President Donald J. Trump is wrapping up a whirlwind tour of Asia, visiting five countries in 12 days. The trip revealed much about Trump’s style of diplomacy – one that focuses more on his personal relationships with world leaders than diplomatic relations between countries.

Both democratic and authoritarian leaders have been wooed by Trump’s charm offensive. He has highlighted his warm feelings toward China’s President Xi Jinping and tweeted that he tries “so hard to be [North Korean leader Kim Jong Un’s] friend.”

Trump’s relationship with Japanese Prime Minister Shinzo Abe, one of the first leaders welcomed to Trump Tower after the election, is “extraordinary,” according to the president.

This style of diplomacy certainly has its limitations, but could it actually improve the United States’ relationship with the Philippines – a key Southeast Asian ally?

Why we need our allies in Asia

On the campaign trail and in office, Trump has often criticized many of America’s allies for taking advantage of Washington’s generosity and not contributing more to their own national security. However, my research with Queen’s University political scientist Stefanie von Hlatky demonstrates that even when allies fail to share as much of the military burden as the United States would hope, they still make meaningful contributions to our military efforts overseas.

Our alliance relationships in Asia are based on a series of mutual defense treaties negotiated in the aftermath of World War II. The U.S.-Philippines Mutual Defense treaty signed in 1951 focuses on the countries’ shared history of resistance against Japan’s “imperialist aggression” in the Pacific. It commits the two nations to mutual aid in defending against an external armed attack as part of a comprehensive system of regional security. Given the possibility of a future confrontation with China over the South China Sea, alliances with countries like the Philippines matter. After all, the Philippines provides access to regional bases and other logistical support.
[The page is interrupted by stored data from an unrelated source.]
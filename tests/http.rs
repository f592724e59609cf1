use once_cell::sync::Lazy;
use reqwest::{Client, StatusCode};
use serde::Deserialize;
use std::net::TcpListener;
use std::process::{Child, Command, Stdio};
use std::sync::Arc;
use std::time::{Duration, Instant};
use tokio::sync::Mutex;
use tokio::time::sleep;

#[derive(Debug, Deserialize)]
struct Summary {
    total_forecast: f64,
    total_min: f64,
    total_max: f64,
    monthly_average: f64,
}

#[derive(Debug, Deserialize)]
struct ForecastPoint {
    date: String,
    forecast_mean: f64,
    forecast_min: f64,
    forecast_max: f64,
}

#[derive(Debug, Deserialize)]
struct HistoricalPoint {
    date: String,
}

#[derive(Debug, Deserialize)]
struct DashboardResponse {
    context: String,
    summary: Summary,
    forecast: Vec<ForecastPoint>,
    historical: Vec<HistoricalPoint>,
}

#[derive(Debug, Deserialize)]
struct OptionsResponse {
    clients: Vec<String>,
    products: Vec<String>,
}

struct TestServer {
    base_url: String,
    child: Child,
}

impl Drop for TestServer {
    fn drop(&mut self) {
        let _ = self.child.kill();
        let _ = self.child.wait();
    }
}

static SERVER: Lazy<Mutex<Option<Arc<TestServer>>>> = Lazy::new(|| Mutex::new(None));

#[cfg(unix)]
mod cleanup {
    use std::sync::atomic::{AtomicI32, Ordering};
    use std::sync::Once;

    static REGISTER: Once = Once::new();
    static PID: AtomicI32 = AtomicI32::new(0);

    pub fn register(pid: u32) {
        REGISTER.call_once(|| {
            PID.store(pid as i32, Ordering::SeqCst);
            unsafe {
                libc::atexit(on_exit);
            }
        });
    }

    extern "C" fn on_exit() {
        let pid = PID.load(Ordering::SeqCst);
        if pid > 0 {
            unsafe {
                libc::kill(pid, libc::SIGTERM);
            }
        }
    }
}

fn pick_free_port() -> u16 {
    let listener = TcpListener::bind("127.0.0.1:0").expect("bind random port");
    let port = listener.local_addr().unwrap().port();
    drop(listener);
    port
}

fn unique_db_path(tag: &str) -> String {
    let nanos = std::time::SystemTime::now()
        .duration_since(std::time::UNIX_EPOCH)
        .unwrap()
        .as_nanos();
    let mut path = std::env::temp_dir();
    path.push(format!("demand_planner_http_{tag}_{}_{}.db", std::process::id(), nanos));
    path.to_string_lossy().to_string()
}

fn seed_database(db_path: &str) {
    let status = Command::new(env!("CARGO_BIN_EXE_demand_planner"))
        .args(["seed", "--seed", "42"])
        .env("DEMAND_DB_PATH", db_path)
        .env("RUST_LOG", "info")
        .status()
        .expect("failed to run seed");
    assert!(status.success(), "seed command failed");
}

async fn wait_until_ready(base_url: &str) {
    let client = Client::new();
    let deadline = Instant::now() + Duration::from_secs(3);
    loop {
        if let Ok(resp) = client.get(format!("{base_url}/health")).send().await {
            if resp.status().is_success() {
                return;
            }
        }
        if Instant::now() > deadline {
            panic!("server did not become ready");
        }
        sleep(Duration::from_millis(100)).await;
    }
}

async fn spawn_server(db_path: String) -> TestServer {
    let port = pick_free_port();
    let child = Command::new(env!("CARGO_BIN_EXE_demand_planner"))
        .env("PORT", port.to_string())
        .env("DEMAND_DB_PATH", db_path)
        .env("RUST_LOG", "info")
        .stdout(Stdio::inherit())
        .stderr(Stdio::inherit())
        .spawn()
        .expect("failed to spawn server");

    #[cfg(unix)]
    cleanup::register(child.id());

    let base_url = format!("http://127.0.0.1:{port}");
    wait_until_ready(&base_url).await;

    TestServer { base_url, child }
}

async fn shared_server() -> Arc<TestServer> {
    let mut guard = SERVER.lock().await;
    if let Some(server) = guard.as_ref() {
        return Arc::clone(server);
    }
    let db_path = unique_db_path("seeded");
    seed_database(&db_path);
    let server = Arc::new(spawn_server(db_path).await);
    *guard = Some(Arc::clone(&server));
    server
}

async fn dashboard(server: &TestServer, query: &[(&str, &str)]) -> DashboardResponse {
    Client::new()
        .get(format!("{}/api/dashboard", server.base_url))
        .query(query)
        .send()
        .await
        .unwrap()
        .json()
        .await
        .unwrap()
}

#[tokio::test]
async fn http_global_dashboard_aggregates_twelve_months() {
    let server = shared_server().await;
    let view = dashboard(&server, &[]).await;

    assert_eq!(view.context, "Global view: whole company");
    assert_eq!(view.forecast.len(), 12);
    assert_eq!(view.historical.len(), 32);
    assert!(view.forecast.windows(2).all(|w| w[0].date < w[1].date));
    assert!(view.historical.windows(2).all(|w| w[0].date < w[1].date));

    let total: f64 = view.forecast.iter().map(|p| p.forecast_mean).sum();
    let total_min: f64 = view.forecast.iter().map(|p| p.forecast_min).sum();
    let total_max: f64 = view.forecast.iter().map(|p| p.forecast_max).sum();
    assert!((view.summary.total_forecast - total).abs() < 1e-6);
    assert!((view.summary.total_min - total_min).abs() < 1e-6);
    assert!((view.summary.total_max - total_max).abs() < 1e-6);
    assert!((view.summary.monthly_average - total / 12.0).abs() < 1e-6);
}

#[tokio::test]
async fn http_unknown_pair_is_empty_with_zero_summary() {
    let server = shared_server().await;
    let view = dashboard(&server, &[("client", "Client 1"), ("product", "NO SUCH PRODUCT")]).await;

    assert!(view.forecast.is_empty());
    assert!(view.historical.is_empty());
    assert_eq!(view.summary.total_forecast, 0.0);
    assert_eq!(view.summary.total_min, 0.0);
    assert_eq!(view.summary.total_max, 0.0);
    assert_eq!(view.summary.monthly_average, 0.0);

    let html = Client::new()
        .get(format!("{}/", server.base_url))
        .query(&[("client", "Client 1"), ("product", "NO SUCH PRODUCT")])
        .send()
        .await
        .unwrap()
        .text()
        .await
        .unwrap();
    assert!(html.contains("No data to display"));
}

#[tokio::test]
async fn http_same_selection_twice_is_identical() {
    let server = shared_server().await;
    let client = Client::new();
    let url = format!("{}/api/dashboard", server.base_url);
    let query = [("client", "Client 2")];

    let first = client.get(&url).query(&query).send().await.unwrap().bytes().await.unwrap();
    let second = client.get(&url).query(&query).send().await.unwrap().bytes().await.unwrap();
    assert_eq!(first, second);
}

#[tokio::test]
async fn http_options_follow_client() {
    let server = shared_server().await;
    let options: OptionsResponse = Client::new()
        .get(format!("{}/api/options", server.base_url))
        .query(&[("client", "Client 1")])
        .send()
        .await
        .unwrap()
        .json()
        .await
        .unwrap();

    assert_eq!(options.clients, vec!["Client 1", "Client 2"]);
    assert_eq!(options.products.len(), 2);
    assert!(options.products.windows(2).all(|w| w[0] < w[1]));
}

#[tokio::test]
async fn http_index_and_csv_export() {
    let server = shared_server().await;
    let client = Client::new();

    let html = client
        .get(format!("{}/", server.base_url))
        .send()
        .await
        .unwrap()
        .text()
        .await
        .unwrap();
    assert!(html.contains("Executive Demand Forecast Dashboard"));
    assert!(html.contains("chart-forecast"));

    let csv = client
        .get(format!("{}/api/forecast.csv", server.base_url))
        .send()
        .await
        .unwrap()
        .text()
        .await
        .unwrap();
    let mut lines = csv.lines();
    assert_eq!(lines.next(), Some("date,forecast_mean,forecast_min,forecast_max"));
    assert_eq!(lines.count(), 12);
}

#[tokio::test]
async fn http_missing_database_reports_unavailable() {
    let server = spawn_server(unique_db_path("missing")).await;
    let client = Client::new();

    let response = client
        .get(format!("{}/api/dashboard", server.base_url))
        .send()
        .await
        .unwrap();
    assert_eq!(response.status(), StatusCode::SERVICE_UNAVAILABLE);
    assert!(response.text().await.unwrap().contains("demand_planner seed"));

    let page = client.get(format!("{}/", server.base_url)).send().await.unwrap();
    assert_eq!(page.status(), StatusCode::SERVICE_UNAVAILABLE);
    assert!(page.text().await.unwrap().contains("Error connecting to the database"));
}
//! Euclidean tours over cities on the unit circle.
//!
//! N cities sit evenly spaced on the unit circle, so the optimal tour is
//! the angular order and any candidate can be judged by eye. A tour is a
//! permutation of `0..N`; its cost is the closed-loop Euclidean length.
//!
//! - [`circle_cities`] / [`initial_tour`]: layout and shuffled start order
//! - [`tour_length`]: cost model
//! - [`Solution`] / [`SolutionFactory`]: immutable candidates and swap
//!   neighbors

mod cities_csv;
mod city;
mod distance;
mod solution;
mod tour;

pub use cities_csv::{read_cities_csv, write_cities_csv};
pub use city::{biased_shuffle, circle_cities, generate, initial_tour, City};
pub use distance::{tour_length, tour_length_checked};
pub use solution::{Solution, SolutionFactory};
pub use tour::{is_permutation, validate_tour};

/// City count used when none is configured.
pub const DEFAULT_CITY_COUNT: usize = 1000;
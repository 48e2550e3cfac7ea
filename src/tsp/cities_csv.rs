//! City coordinates as `x,y` CSV.

use super::city::City;
use crate::error::{AnnealError, Result};
use std::io::{Read, Write};

/// Writes `cities` with an `x,y` header, one city per row in id order.
pub fn write_cities_csv<W: Write>(writer: W, cities: &[City]) -> Result<()> {
    let mut out = csv::Writer::from_writer(writer);
    for city in cities {
        out.serialize(city)?;
    }
    out.flush()
        .map_err(|e| AnnealError::Csv(csv::Error::from(e)))?;
    Ok(())
}

/// Reads cities written by [`write_cities_csv`].
///
/// Fails with [`AnnealError::ConfigurationMismatch`] if the number of rows
/// is not `expected_count`.
pub fn read_cities_csv<R: Read>(reader: R, expected_count: usize) -> Result<Vec<City>> {
    let mut input = csv::Reader::from_reader(reader);
    let cities = input
        .deserialize::<City>()
        .collect::<std::result::Result<Vec<_>, _>>()?;
    if cities.len() != expected_count {
        return Err(AnnealError::mismatch(expected_count, cities.len()));
    }
    Ok(cities)
}

#[cfg(test)]
mod tests {
    use super::*;
    use crate::tsp::circle_cities;

    #[test]
    fn test_header_and_rows() {
        let mut buf = Vec::new();
        write_cities_csv(&mut buf, &[City::new(1.0, 0.0), City::new(-0.5, 0.25)]).unwrap();
        let text = String::from_utf8(buf).unwrap();
        let lines: Vec<&str> = text.lines().collect();
        assert_eq!(lines, vec!["x,y", "1.0,0.0", "-0.5,0.25"]);
    }

    #[test]
    fn test_read_back_circle() {
        let cities = circle_cities(16);
        let mut buf = Vec::new();
        write_cities_csv(&mut buf, &cities).unwrap();
        let read = read_cities_csv(buf.as_slice(), 16).unwrap();
        assert_eq!(read, cities);
    }

    #[test]
    fn test_read_wrong_count() {
        let data = "x,y\n1.0,0.0\n0.0,1.0\n";
        let err = read_cities_csv(data.as_bytes(), 3).unwrap_err();
        assert!(err.is_mismatch());
    }

    #[test]
    fn test_read_malformed() {
        let data = "x,y\n1.0,abc\n";
        assert!(matches!(
            read_cities_csv(data.as_bytes(), 1),
            Err(AnnealError::Csv(_))
        ));
    }
}
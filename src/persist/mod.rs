//! Carrying the current solution across process invocations.
//!
//! Only the visiting order (and the city count it belongs to) is stored;
//! cities are regenerated from the layout rule on load. A stored tour that
//! does not fit the configured city count is rejected with
//! [`ConfigurationMismatch`](crate::AnnealError::ConfigurationMismatch).

mod codec;
mod store;

pub use codec::{decode_solution, encode_solution, PersistedTour};
pub use store::{JsonFileStore, MemoryStore, SolutionStore};
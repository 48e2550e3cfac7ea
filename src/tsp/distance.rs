//! Closed-loop tour cost.

use super::city::City;
use crate::error::{AnnealError, Result};

/// Total Euclidean length of the closed tour `order` over `cities`.
///
/// Sums consecutive legs and the closing leg from the last city back to the
/// first. Returns `0.0` when `order.len() != cities.len()`; use
/// [`tour_length_checked`] where a mismatch must be fatal.
///
/// # Panics
///
/// Panics if `order` contains an index `>= cities.len()`.
///
/// # Examples
///
/// ```
/// use u_anneal::tsp::{tour_length, City};
///
/// let cities = [
///     City::new(1.0, 0.0),
///     City::new(0.0, 1.0),
///     City::new(-1.0, 0.0),
///     City::new(0.0, -1.0),
/// ];
/// let len = tour_length(&[0, 1, 2, 3], &cities);
/// assert!((len - 4.0 * 2f64.sqrt()).abs() < 1e-12);
/// ```
pub fn tour_length(order: &[usize], cities: &[City]) -> f64 {
    if order.len() != cities.len() || order.is_empty() {
        return 0.0;
    }

    let open: f64 = order
        .windows(2)
        .map(|w| cities[w[0]].distance(&cities[w[1]]))
        .sum();
    let closing = cities[order[0]].distance(&cities[order[order.len() - 1]]);
    open + closing
}

/// Like [`tour_length`], but a length mismatch is a
/// [`AnnealError::ConfigurationMismatch`].
pub fn tour_length_checked(order: &[usize], cities: &[City]) -> Result<f64> {
    if order.len() != cities.len() {
        return Err(AnnealError::mismatch(cities.len(), order.len()));
    }
    Ok(tour_length(order, cities))
}

#[cfg(test)]
mod tests {
    use super::*;
    use crate::tsp::city::circle_cities;
    use proptest::prelude::*;

    fn square() -> Vec<City> {
        vec![
            City::new(1.0, 0.0),
            City::new(0.0, 1.0),
            City::new(-1.0, 0.0),
            City::new(0.0, -1.0),
        ]
    }

    #[test]
    fn test_square_tour() {
        let len = tour_length(&[0, 1, 2, 3], &square());
        assert!((len - 4.0 * 2f64.sqrt()).abs() < 1e-12);
    }

    #[test]
    fn test_crossing_tour_is_longer() {
        // 0 -> 2 -> 1 -> 3 crosses the square twice through the origin.
        let crossing = tour_length(&[0, 2, 1, 3], &square());
        assert!((crossing - (4.0 + 2.0 * 2f64.sqrt())).abs() < 1e-12);
        assert!(crossing > tour_length(&[0, 1, 2, 3], &square()));
    }

    #[test]
    fn test_mismatch_returns_zero() {
        assert_eq!(tour_length(&[0, 1, 2], &square()), 0.0);
        assert_eq!(tour_length(&[], &square()), 0.0);
    }

    #[test]
    fn test_mismatch_checked_is_error() {
        let err = tour_length_checked(&[0, 1, 2], &square()).unwrap_err();
        assert!(err.is_mismatch());
        let ok = tour_length_checked(&[0, 1, 2, 3], &square()).unwrap();
        assert!((ok - 4.0 * 2f64.sqrt()).abs() < 1e-12);
    }

    #[test]
    fn test_single_city_has_zero_length() {
        assert_eq!(tour_length(&[0], &[City::new(0.3, 0.4)]), 0.0);
    }

    #[test]
    fn test_angular_order_is_regular_polygon_perimeter() {
        let n = 1000;
        let order: Vec<usize> = (0..n).collect();
        let expected = 2.0 * n as f64 * (std::f64::consts::PI / n as f64).sin();
        assert!((tour_length(&order, &circle_cities(n)) - expected).abs() < 1e-9);
    }

    fn shuffled(n: usize) -> impl Strategy<Value = Vec<usize>> {
        Just((0..n).collect::<Vec<usize>>()).prop_shuffle()
    }

    proptest! {
        #[test]
        fn prop_non_negative(order in (1usize..40).prop_flat_map(shuffled)) {
            let cities = circle_cities(order.len());
            prop_assert!(tour_length(&order, &cities) >= 0.0);
        }

        #[test]
        fn prop_rotation_invariant(
            (order, k) in (1usize..40)
                .prop_flat_map(|n| (shuffled(n), 0..n))
        ) {
            let cities = circle_cities(order.len());
            let mut rotated = order.clone();
            rotated.rotate_left(k);
            let a = tour_length(&order, &cities);
            let b = tour_length(&rotated, &cities);
            prop_assert!((a - b).abs() < 1e-9);
        }

        #[test]
        fn prop_reflection_invariant(order in (1usize..40).prop_flat_map(shuffled)) {
            let cities = circle_cities(order.len());
            let mut reversed = order.clone();
            reversed.reverse();
            let a = tour_length(&order, &cities);
            let b = tour_length(&reversed, &cities);
            prop_assert!((a - b).abs() < 1e-9);
        }
    }
}
//! Random source construction.
//!
//! Every component that draws randomness takes `&mut R where R: Rng`
//! explicitly; these helpers only decide how the source is seeded.

use rand::rngs::StdRng;
use rand::SeedableRng;

/// Creates a deterministic RNG from a seed.
pub fn create_rng(seed: u64) -> StdRng {
    StdRng::seed_from_u64(seed)
}

/// Creates an RNG from an optional seed, falling back to a random one.
pub fn rng_from(seed: Option<u64>) -> StdRng {
    match seed {
        Some(seed) => create_rng(seed),
        None => create_rng(rand::random()),
    }
}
New leaders, unexpected directions

Since the election of the populist Duterte in May 2016, the U.S.-Philippines alliance has been on rocky ground.

The Obama-Duterte relationship was full of tension stemming from the Obama administration’s criticism of Duterte’s violent war on drugs, which some claim has now led to approximately 13,000 deaths. Duterte showed no hesitation in calling out the United States for treating the Philippines like a colony, insulting Obama and musing that he might shift his foreign policy toward China and Russia and “break up with America.”